Medical doctors routinely identify the anatomical structure of human body from tomographic images, which is extremely time-consuming. In order to assist these doctors to understand tomographic images efficiently, it is one of the key research in medical imaging to develop a method to automatically segment tomographic images into anatomical categories [6, 9, 11, 15]. Among various tomography techniques, magnetic resonance (MR) imaging is often preferred for the purpose of radiotherapy planning due to the better soft-tissue contrast for organs involved in radiation therapy.

In this paper, we are particularly interested in automatically segmenting pelvic MR images into 50 anatomical categories, which is much larger than previous work. The fine-grained segmentation results can greatly help radiologists to quickly identify pelvic structures, and be used for high-quality anatomical 3D reconstruction. In addition, the precise segmentation can help the doctors with follow-up diagnosis of relevant diseases such as sarcopenia. These are the primary motivations that we want to develop a system that automatically segment pelvic structures.

Our method is based on convolutional neural networks (CNNs), which is the backbone of state-of-the-art methods for image segmentation. However, segmenting pelvic MR images is more challenging than standard image segmentation due to its own characteristics. In fact, it is often not an easy task, even for experienced doctors, to correctly segmenting pelvic MR images, especially when the images have unusual anatomical structures. The task requires a thorough comprehension of the pelvic anatomy, knowledge in the pelvic diseases that cause the unusual structure, and the ability to recognize patterns in the scanned images. We collaborate with doctors in radiology department who actually segment pelvic MR images, and identify the three challenges for training CNNs. To address the challenges, we propose a novel CNN architecture called Attention-Pyramid network (APNet) and train it with a domain specific data augmentation. The challenges and our strategies are discussed in the following paragraphs.

Fig. 1.
figure 1

An exemplar series pelvic MR images belongs to one patient, each image presenting separate scanning sessions of different axial. Taking an image and its ground truth (GT) as a pair, the correct reading order is from top to bottom, from left to right. To stress our challenge, the magnified part of the image shows the characteristics of MR images.

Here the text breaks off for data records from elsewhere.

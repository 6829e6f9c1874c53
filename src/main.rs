use clap::Parser;
use std::path::PathBuf;
use tracing_subscriber::EnvFilter;

use calc_dispatch::config::{DispatcherConfig, NoCapacityPolicy, WorkerConfig};
use calc_dispatch::dispatcher::Operator;
use calc_dispatch::shutdown::install_shutdown_handler;
use calc_dispatch::store::MemoryStore;
use calc_dispatch::worker::WorkerAgent;

#[derive(Parser, Debug)]
#[command(name = "calc-dispatch")]
#[command(version)]
#[command(about = "A distributed calculation dispatcher with worker-pool coordination")]
#[command(propagate_version = true)]
struct Args {
    #[command(subcommand)]
    command: Commands,
}

#[derive(clap::Subcommand, Debug)]
enum Commands {
    /// Start the dispatcher control plane
    Dispatcher(DispatcherArgs),

    /// Start a worker agent
    Worker(WorkerArgs),
}

// =============================================================================
// Dispatcher Arguments
// =============================================================================

#[derive(Parser, Debug)]
struct DispatcherArgs {
    /// Namespace whose objects this dispatcher manages
    #[arg(long, default_value = "calc-dispatch")]
    namespace: String,

    /// Root of the shared filesystem where factory output files land
    #[arg(long, default_value = "/var/lib/calc-dispatch")]
    shared_root: PathBuf,

    /// Capacity of the calculation hand-off channel
    #[arg(long, default_value = "64")]
    channel_capacity: usize,

    /// Re-offer calculations after this many milliseconds when no worker is
    /// available, instead of dropping them
    #[arg(long)]
    requeue_delay_ms: Option<u64>,
}

// =============================================================================
// Worker Arguments
// =============================================================================

#[derive(Parser, Debug)]
struct WorkerArgs {
    /// Namespace this worker operates in
    #[arg(long, default_value = "calc-dispatch")]
    namespace: String,

    /// Worker pool to register into
    #[arg(long, default_value = "default")]
    pool: String,

    /// Stable node identity (key of the pool entry)
    #[arg(long)]
    nodename: String,

    /// Display name reported in the pool entry (defaults to the nodename)
    #[arg(long)]
    hostname: Option<String>,

    /// Heartbeat interval in milliseconds
    #[arg(long, default_value = "10000")]
    heartbeat_interval_ms: u64,
}

// =============================================================================
// Subcommand Implementations
// =============================================================================

fn init_tracing() {
    tracing_subscriber::fmt()
        .with_env_filter(
            EnvFilter::try_from_default_env().unwrap_or_else(|_| EnvFilter::new("info")),
        )
        .init();
}

async fn run_dispatcher(args: DispatcherArgs) -> Result<(), Box<dyn std::error::Error>> {
    init_tracing();

    let mut config = DispatcherConfig::new(args.namespace);
    config.shared_root = args.shared_root;
    config.scheduler.channel_capacity = args.channel_capacity;
    if let Some(delay_ms) = args.requeue_delay_ms {
        config.scheduler.no_capacity_policy = NoCapacityPolicy::Requeue { delay_ms };
    }

    let store = MemoryStore::new();
    let cancel = install_shutdown_handler();
    Operator::new(store, config).run(cancel).await?;
    Ok(())
}

async fn run_worker(args: WorkerArgs) -> Result<(), Box<dyn std::error::Error>> {
    init_tracing();

    let mut config = WorkerConfig::new(args.pool, args.nodename.clone());
    config.namespace = args.namespace;
    config.hostname = args.hostname.unwrap_or(args.nodename);
    config.heartbeat_interval_ms = args.heartbeat_interval_ms;

    let store = MemoryStore::new();
    let cancel = install_shutdown_handler();
    let (agent, executor) = WorkerAgent::new(store, config);

    // The executor attaches through the library API; a bare agent keeps the
    // channels open so assigned work waits instead of erroring out.
    tracing::warn!("No executor embedded, assigned calculations will wait");
    let _executor = executor;

    agent.run(cancel).await?;
    Ok(())
}

// =============================================================================
// Main Entry Point
// =============================================================================

#[tokio::main]
async fn main() -> Result<(), Box<dyn std::error::Error>> {
    let args = Args::parse();

    match args.command {
        Commands::Dispatcher(dispatcher_args) => run_dispatcher(dispatcher_args).await?,
        Commands::Worker(worker_args) => run_worker(worker_args).await?,
    }

    Ok(())
}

The first challenge is that a pelvic structure varies greatly in size and shape on different axial images, often with blurry boundaries caused by patient’s belly movement when breathing. For example, Fig. 1 shows a series of MRI from a patient, where femur-left has two different shapes in the second and fourth columns of the last row. Moreover, there is no clear boundary between muscle of the gluteus medius-left and muscle of the gluteus minimus-left in the middle row. For these cases, doctors often rely on multiple local contexts about the position of organ (e.g. a particular organ should have two neighboring organs at bottom and right). In order for CNNs to effectively use these local contexts as doctors do, we adapt a layer that is particularly designed for multiple-level contexts aggregation, which is called a spatial pyramid pooling (see Sect. 3.1).

The second challenge is that different pelvic organs have similar appearances in MR images. For example, in Fig. 1, sartorius-left and rectus femoris-left look very similar, the key to distinguish them is their positions: one on top and one on bottom. For these cases, doctors usually depend on global contexts such as absolute positions of structures (e.g. a particular organ should be always at the bottom-right of the image). To equip the similar ability for CNNs, we adopt an mechanism that is designed to gather global level context, which is called attention mechanism (see Sect. 3.2).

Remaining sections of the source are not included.